**TASK TO COMPLETE**.
Please show all lines of the records that include "struct".

------------------------------------------------------------

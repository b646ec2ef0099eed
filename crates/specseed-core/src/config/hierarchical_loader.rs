//! Hierarchical configuration loader with precedence
//!
//! Loads configuration from multiple sources with the following precedence (low to high):
//! 1. Embedded defaults (built into binary)
//! 2. Config file (~/.specseed/config.yaml, or an explicit `--config` path)
//! 3. Environment variables (SPECSEED_* prefix)
//! 4. CLI flags (handled by caller)

use super::ScaffoldConfig;
use crate::error::{Error, Result};
use camino::{Utf8Path, Utf8PathBuf};
use rust_embed::RustEmbed;
use serde::de::DeserializeOwned;
use std::env;
use std::fs;

/// Embedded configuration files
#[derive(RustEmbed)]
#[folder = "$CARGO_MANIFEST_DIR/../../embedded/config/"]
#[prefix = ""]
struct EmbeddedConfigs;

const DEFAULTS_FILE: &str = "scaffold-defaults.yaml";
const CONFIG_FILE: &str = "config.yaml";

/// Configuration hierarchy loader
pub struct HierarchicalConfigLoader {
    /// Base directory for configuration files
    config_dir: Utf8PathBuf,

    /// Explicit config file; must exist when set
    explicit_file: Option<Utf8PathBuf>,
}

impl HierarchicalConfigLoader {
    /// Create a loader rooted at the standard config directory
    pub fn new() -> Result<Self> {
        let config_dir = Self::get_config_dir()?;
        Ok(Self {
            config_dir,
            explicit_file: None,
        })
    }

    /// Create a loader with a custom config directory
    pub fn with_dir(config_dir: Utf8PathBuf) -> Self {
        Self {
            config_dir,
            explicit_file: None,
        }
    }

    /// Read the file layer from `path` instead of the config directory
    pub fn with_file(mut self, path: Utf8PathBuf) -> Self {
        self.explicit_file = Some(path);
        self
    }

    /// Directory holding `config.yaml`
    pub fn config_dir(&self) -> &Utf8Path {
        &self.config_dir
    }

    /// Get the standard config directory (~/.specseed)
    ///
    /// HOME wins over `dirs::home_dir()` so containers and tests that
    /// override HOME are respected.
    fn get_config_dir() -> Result<Utf8PathBuf> {
        let home = match env::var("HOME").or_else(|_| env::var("USERPROFILE")) {
            Ok(home) => Utf8PathBuf::from(home),
            Err(_) => dirs::home_dir()
                .and_then(|p| Utf8PathBuf::from_path_buf(p).ok())
                .ok_or_else(|| Error::invalid_config("Could not determine home directory"))?,
        };

        Ok(home.join(".specseed"))
    }

    /// Load the scaffolder configuration with hierarchical precedence
    pub fn load(&self) -> Result<ScaffoldConfig> {
        // Start with embedded defaults
        let mut config = Self::load_embedded_config::<ScaffoldConfig>(DEFAULTS_FILE)?;

        match &self.explicit_file {
            Some(path) => {
                if !path.exists() {
                    return Err(Error::config_not_found(path.as_str()));
                }
                tracing::debug!("Loading config from {}", path);
                config = config.merge(self.load_yaml_file(path)?);
            }
            None => {
                let path = self.config_dir.join(CONFIG_FILE);
                if path.exists() {
                    tracing::debug!("Loading config from {}", path);
                    config = config.merge(self.load_yaml_file(&path)?);
                }
            }
        }

        self.apply_env_overrides(config)
    }

    /// Load an embedded configuration file
    fn load_embedded_config<T: DeserializeOwned>(filename: &str) -> Result<T> {
        let embedded_file = EmbeddedConfigs::get(filename).ok_or_else(|| {
            Error::config_not_found(format!("Embedded config not found: {}", filename))
        })?;

        let content = std::str::from_utf8(&embedded_file.data).map_err(|_| {
            Error::invalid_config(format!("Invalid UTF-8 in embedded config: {}", filename))
        })?;

        serde_yaml_ng::from_str(content).map_err(|e| {
            Error::invalid_config(format!(
                "Failed to parse embedded config {}: {}",
                filename, e
            ))
        })
    }

    /// Load a YAML file and parse it
    fn load_yaml_file<T: DeserializeOwned>(&self, path: &Utf8Path) -> Result<T> {
        let content = fs::read_to_string(path)?;
        serde_yaml_ng::from_str(&content)
            .map_err(|e| Error::invalid_config(format!("Failed to parse {}: {}", path, e)))
    }

    /// Apply environment variable overrides
    fn apply_env_overrides(&self, mut config: ScaffoldConfig) -> Result<ScaffoldConfig> {
        if let Some(val) = non_empty_var("SPECSEED_DEFAULT_DESCRIPTION") {
            config.defaults.description = Some(val);
        }

        if let Some(val) = non_empty_var("SPECSEED_DEFAULT_PROJECT_TYPE") {
            config.defaults.project_type = Some(val.parse().map_err(|e: String| {
                Error::invalid_config(format!("SPECSEED_DEFAULT_PROJECT_TYPE: {}", e))
            })?);
        }

        if let Some(val) = non_empty_var("SPECSEED_DEFAULT_AI_TOOL") {
            config.defaults.ai_tool = Some(val.parse().map_err(|e: String| {
                Error::invalid_config(format!("SPECSEED_DEFAULT_AI_TOOL: {}", e))
            })?);
        }

        if let Some(val) = non_empty_var("SPECSEED_OUTPUT_DIR") {
            config.output_dir = Some(Utf8PathBuf::from(val));
        }

        if let Some(val) = non_empty_var("SPECSEED_TEMPLATES") {
            config.templates_file = Some(Utf8PathBuf::from(val));
        }

        Ok(config)
    }
}

fn non_empty_var(key: &str) -> Option<String> {
    env::var(key).ok().filter(|v| !v.trim().is_empty())
}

------------------------------------------------------------

**WRITTEN REPLY**.
struct EmbeddedConfigs;
pub struct HierarchicalConfigLoader {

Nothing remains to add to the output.